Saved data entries

┌────────

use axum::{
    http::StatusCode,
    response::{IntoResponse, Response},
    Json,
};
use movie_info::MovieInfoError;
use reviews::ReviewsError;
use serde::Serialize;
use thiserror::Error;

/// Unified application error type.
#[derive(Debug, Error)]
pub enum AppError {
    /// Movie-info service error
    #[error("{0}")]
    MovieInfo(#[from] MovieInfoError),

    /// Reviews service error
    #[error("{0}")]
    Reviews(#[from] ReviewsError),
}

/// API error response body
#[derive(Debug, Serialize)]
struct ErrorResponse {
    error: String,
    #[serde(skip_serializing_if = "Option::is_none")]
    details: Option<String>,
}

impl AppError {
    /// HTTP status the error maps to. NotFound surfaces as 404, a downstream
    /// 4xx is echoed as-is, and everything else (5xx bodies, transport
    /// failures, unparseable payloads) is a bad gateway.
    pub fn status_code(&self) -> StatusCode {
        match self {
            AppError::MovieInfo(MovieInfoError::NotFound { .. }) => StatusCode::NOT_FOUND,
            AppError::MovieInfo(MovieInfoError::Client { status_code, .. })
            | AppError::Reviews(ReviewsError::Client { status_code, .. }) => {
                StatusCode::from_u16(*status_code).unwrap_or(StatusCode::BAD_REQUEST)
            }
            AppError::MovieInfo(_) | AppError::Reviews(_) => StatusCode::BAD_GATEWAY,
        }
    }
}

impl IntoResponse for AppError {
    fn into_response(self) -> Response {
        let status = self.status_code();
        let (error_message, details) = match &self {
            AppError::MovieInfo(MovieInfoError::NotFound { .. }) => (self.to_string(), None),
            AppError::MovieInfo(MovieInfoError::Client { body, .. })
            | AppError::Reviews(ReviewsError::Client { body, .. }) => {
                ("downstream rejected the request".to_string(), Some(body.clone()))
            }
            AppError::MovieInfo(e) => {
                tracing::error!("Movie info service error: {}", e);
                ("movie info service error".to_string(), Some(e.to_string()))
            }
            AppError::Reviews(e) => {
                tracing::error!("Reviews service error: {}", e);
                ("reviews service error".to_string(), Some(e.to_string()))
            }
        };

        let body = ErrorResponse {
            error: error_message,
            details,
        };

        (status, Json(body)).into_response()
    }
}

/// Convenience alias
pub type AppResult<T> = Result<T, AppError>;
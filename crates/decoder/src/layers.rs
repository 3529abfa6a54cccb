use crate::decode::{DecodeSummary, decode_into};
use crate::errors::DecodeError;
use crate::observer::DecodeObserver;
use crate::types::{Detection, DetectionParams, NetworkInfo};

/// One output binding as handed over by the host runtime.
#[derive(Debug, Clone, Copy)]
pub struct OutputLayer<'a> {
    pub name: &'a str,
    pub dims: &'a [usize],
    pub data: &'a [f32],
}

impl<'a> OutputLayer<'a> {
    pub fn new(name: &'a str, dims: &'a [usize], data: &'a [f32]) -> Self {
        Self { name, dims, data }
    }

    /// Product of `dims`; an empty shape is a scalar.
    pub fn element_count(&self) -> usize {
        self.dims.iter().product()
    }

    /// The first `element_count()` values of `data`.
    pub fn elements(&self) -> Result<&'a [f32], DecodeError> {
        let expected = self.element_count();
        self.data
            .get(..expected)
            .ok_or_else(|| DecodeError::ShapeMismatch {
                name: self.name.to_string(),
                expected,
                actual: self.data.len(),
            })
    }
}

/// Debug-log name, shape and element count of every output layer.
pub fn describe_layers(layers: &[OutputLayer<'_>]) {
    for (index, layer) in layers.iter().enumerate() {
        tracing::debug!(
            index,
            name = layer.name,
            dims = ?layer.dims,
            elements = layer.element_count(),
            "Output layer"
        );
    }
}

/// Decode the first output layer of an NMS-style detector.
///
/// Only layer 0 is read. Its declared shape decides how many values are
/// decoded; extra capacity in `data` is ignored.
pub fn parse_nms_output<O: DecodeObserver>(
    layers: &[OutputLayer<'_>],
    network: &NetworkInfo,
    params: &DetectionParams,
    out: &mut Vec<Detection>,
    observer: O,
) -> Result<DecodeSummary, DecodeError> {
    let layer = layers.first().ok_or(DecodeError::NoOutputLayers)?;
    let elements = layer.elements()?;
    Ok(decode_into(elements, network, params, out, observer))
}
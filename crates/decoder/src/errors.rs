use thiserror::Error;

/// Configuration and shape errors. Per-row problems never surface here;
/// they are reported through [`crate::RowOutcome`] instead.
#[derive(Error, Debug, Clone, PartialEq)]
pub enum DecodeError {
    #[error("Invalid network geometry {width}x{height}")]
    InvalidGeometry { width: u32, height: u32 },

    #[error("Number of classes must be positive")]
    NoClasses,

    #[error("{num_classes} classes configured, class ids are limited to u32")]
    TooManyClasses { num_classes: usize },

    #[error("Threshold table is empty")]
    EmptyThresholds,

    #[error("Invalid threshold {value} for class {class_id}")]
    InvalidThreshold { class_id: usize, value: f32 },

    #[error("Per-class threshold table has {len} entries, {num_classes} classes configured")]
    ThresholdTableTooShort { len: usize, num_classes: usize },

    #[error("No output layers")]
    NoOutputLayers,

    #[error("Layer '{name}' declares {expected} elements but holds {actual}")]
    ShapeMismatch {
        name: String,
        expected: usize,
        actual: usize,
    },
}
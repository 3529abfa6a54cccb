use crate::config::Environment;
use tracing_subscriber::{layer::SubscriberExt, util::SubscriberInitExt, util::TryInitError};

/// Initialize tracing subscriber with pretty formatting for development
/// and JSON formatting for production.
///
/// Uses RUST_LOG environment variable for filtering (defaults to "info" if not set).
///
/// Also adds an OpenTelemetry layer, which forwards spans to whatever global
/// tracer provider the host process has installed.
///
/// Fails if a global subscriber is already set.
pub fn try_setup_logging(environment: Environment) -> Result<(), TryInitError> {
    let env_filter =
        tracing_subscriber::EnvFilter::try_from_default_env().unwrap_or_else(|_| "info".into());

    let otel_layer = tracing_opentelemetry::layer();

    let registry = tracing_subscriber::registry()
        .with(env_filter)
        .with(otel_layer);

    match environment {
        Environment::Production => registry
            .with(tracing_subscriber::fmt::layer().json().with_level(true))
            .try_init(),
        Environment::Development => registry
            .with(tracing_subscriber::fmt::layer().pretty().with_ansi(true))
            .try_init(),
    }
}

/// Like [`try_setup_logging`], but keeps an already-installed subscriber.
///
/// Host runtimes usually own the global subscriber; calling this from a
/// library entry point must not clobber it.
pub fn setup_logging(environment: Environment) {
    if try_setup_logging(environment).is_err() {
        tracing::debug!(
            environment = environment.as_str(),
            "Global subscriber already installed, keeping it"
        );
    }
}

└────────

• What to work on
All of the data above should be reproduced exactly, with nothing missing.

• Solution to this problem
use axum::{
    http::StatusCode,
    response::{IntoResponse, Response},
    Json,
};
use movie_info::MovieInfoError;
use reviews::ReviewsError;
use serde::Serialize;
use thiserror::Error;

/// Unified application error type.
#[derive(Debug, Error)]
pub enum AppError {
    /// Movie-info service error
    #[error("{0}")]
    MovieInfo(#[from] MovieInfoError),

    /// Reviews service error
    #[error("{0}")]
    Reviews(#[from] ReviewsError),
}

/// API error response body
#[derive(Debug, Serialize)]
struct ErrorResponse {
    error: String,
    #[serde(skip_serializing_if = "Option::is_none")]
    details: Option<String>,
}

impl AppError {
    /// HTTP status the error maps to. NotFound surfaces as 404, a downstream
    /// 4xx is echoed as-is, and everything else (5xx bodies, transport
    /// failures, unparseable payloads) is a bad gateway.
    pub fn status_code(&self) -> StatusCode {
        match self {
            AppError::MovieInfo(MovieInfoError::NotFound { .. }) => StatusCode::NOT_FOUND,
            AppError::MovieInfo(MovieInfoError::Client { status_code, .. })
            | AppError::Reviews(ReviewsError::Client { status_code, .. }) => {
                StatusCode::from_u16(*status_code).unwrap_or(StatusCode::BAD_REQUEST)
            }
            AppError::MovieInfo(_) | AppError::Reviews(_) => StatusCode::BAD_GATEWAY,
        }
    }
}

impl IntoResponse for AppError {
    fn into_response(self) -> Response {
        let status = self.status_code();
        let (error_message, details) = match &self {
            AppError::MovieInfo(MovieInfoError::NotFound { .. }) => (self.to_string(), None),
            AppError::MovieInfo(MovieInfoError::Client { body, .. })
            | AppError::Reviews(ReviewsError::Client { body, .. }) => {
                ("downstream rejected the request".to_string(), Some(body.clone()))
            }
            AppError::MovieInfo(e) => {
                tracing::error!("Movie info service error: {}", e);
                ("movie info service error".to_string(), Some(e.to_string()))
            }
            AppError::Reviews(e) => {
                tracing::error!("Reviews service error: {}", e);
                ("reviews service error".to_string(), Some(e.to_string()))
            }
        };

        let body = ErrorResponse {
            error: error_message,
            details,
        };

        (status, Json(body)).into_response()
    }
}

/// Convenience alias
pub type AppResult<T> = Result<T, AppError>;
filename crates/decoder/src/layers.rs
repository 3529abfa6a54cccb
use crate::decode::{DecodeSummary, decode_into};
use crate::errors::DecodeError;
use crate::observer::DecodeObserver;
use crate::types::{Detection, DetectionParams, NetworkInfo};

/// One output binding as handed over by the host runtime.
#[derive(Debug, Clone, Copy)]
pub struct OutputLayer<'a> {
    pub name: &'a str,
    pub dims: &'a [usize],
    pub data: &'a [f32],
}

impl<'a> OutputLayer<'a> {
    pub fn new(name: &'a str, dims: &'a [usize], data: &'a [f32]) -> Self {
        Self { name, dims, data }
    }

    /// Product of `dims`; an empty shape is a scalar.
    pub fn element_count(&self) -> usize {
        self.dims.iter().product()
    }

    /// The first `element_count()` values of `data`.
    pub fn elements(&self) -> Result<&'a [f32], DecodeError> {
        let expected = self.element_count();
        self.data
            .get(..expected)
            .ok_or_else(|| DecodeError::ShapeMismatch {
                name: self.name.to_string(),
                expected,
                actual: self.data.len(),
            })
    }
}

/// Debug-log name, shape and element count of every output layer.
pub fn describe_layers(layers: &[OutputLayer<'_>]) {
    for (index, layer) in layers.iter().enumerate() {
        tracing::debug!(
            index,
            name = layer.name,
            dims = ?layer.dims,
            elements = layer.element_count(),
            "Output layer"
        );
    }
}

/// Decode the first output layer of an NMS-style detector.
///
/// Only layer 0 is read. Its declared shape decides how many values are
/// decoded; extra capacity in `data` is ignored.
pub fn parse_nms_output<O: DecodeObserver>(
    layers: &[OutputLayer<'_>],
    network: &NetworkInfo,
    params: &DetectionParams,
    out: &mut Vec<Detection>,
    observer: O,
) -> Result<DecodeSummary, DecodeError> {
    let layer = layers.first().ok_or(DecodeError::NoOutputLayers)?;
    let elements = layer.elements()?;
    Ok(decode_into(elements, network, params, out, observer))
}
filename crates/decoder/src/errors.rs
use thiserror::Error;

/// Configuration and shape errors. Per-row problems never surface here;
/// they are reported through [`crate::RowOutcome`] instead.
#[derive(Error, Debug, Clone, PartialEq)]
pub enum DecodeError {
    #[error("Invalid network geometry {width}x{height}")]
    InvalidGeometry { width: u32, height: u32 },

    #[error("Number of classes must be positive")]
    NoClasses,

    #[error("{num_classes} classes configured, class ids are limited to u32")]
    TooManyClasses { num_classes: usize },

    #[error("Threshold table is empty")]
    EmptyThresholds,

    #[error("Invalid threshold {value} for class {class_id}")]
    InvalidThreshold { class_id: usize, value: f32 },

    #[error("Per-class threshold table has {len} entries, {num_classes} classes configured")]
    ThresholdTableTooShort { len: usize, num_classes: usize },

    #[error("No output layers")]
    NoOutputLayers,

    #[error("Layer '{name}' declares {expected} elements but holds {actual}")]
    ShapeMismatch {
        name: String,
        expected: usize,
        actual: usize,
    },
}
repository 3529abfa6a54cccb
use crate::config::Environment;
use tracing_subscriber::{layer::SubscriberExt, util::SubscriberInitExt, util::TryInitError};

/// Initialize tracing subscriber with pretty formatting for development
/// and JSON formatting for production.
///
/// Uses RUST_LOG environment variable for filtering (defaults to "info" if not set).
///
/// Also adds an OpenTelemetry layer, which forwards spans to whatever global
/// tracer provider the host process has installed.
///
/// Fails if a global subscriber is already set.
pub fn try_setup_logging(environment: Environment) -> Result<(), TryInitError> {
    let env_filter =
        tracing_subscriber::EnvFilter::try_from_default_env().unwrap_or_else(|_| "info".into());

    let otel_layer = tracing_opentelemetry::layer();

    let registry = tracing_subscriber::registry()
        .with(env_filter)
        .with(otel_layer);

    match environment {
        Environment::Production => registry
            .with(tracing_subscriber::fmt::layer().json().with_level(true))
            .try_init(),
        Environment::Development => registry
            .with(tracing_subscriber::fmt::layer().pretty().with_ansi(true))
            .try_init(),
    }
}

/// Like [`try_setup_logging`], but keeps an already-installed subscriber.
///
/// Host runtimes usually own the global subscriber; calling this from a
/// library entry point must not clobber it.
pub fn setup_logging(environment: Environment) {
    if try_setup_logging(environment).is_err() {
        tracing::debug!(
            environment = environment.as_str(),
            "Global subscriber already installed, keeping it"
        );
    }
}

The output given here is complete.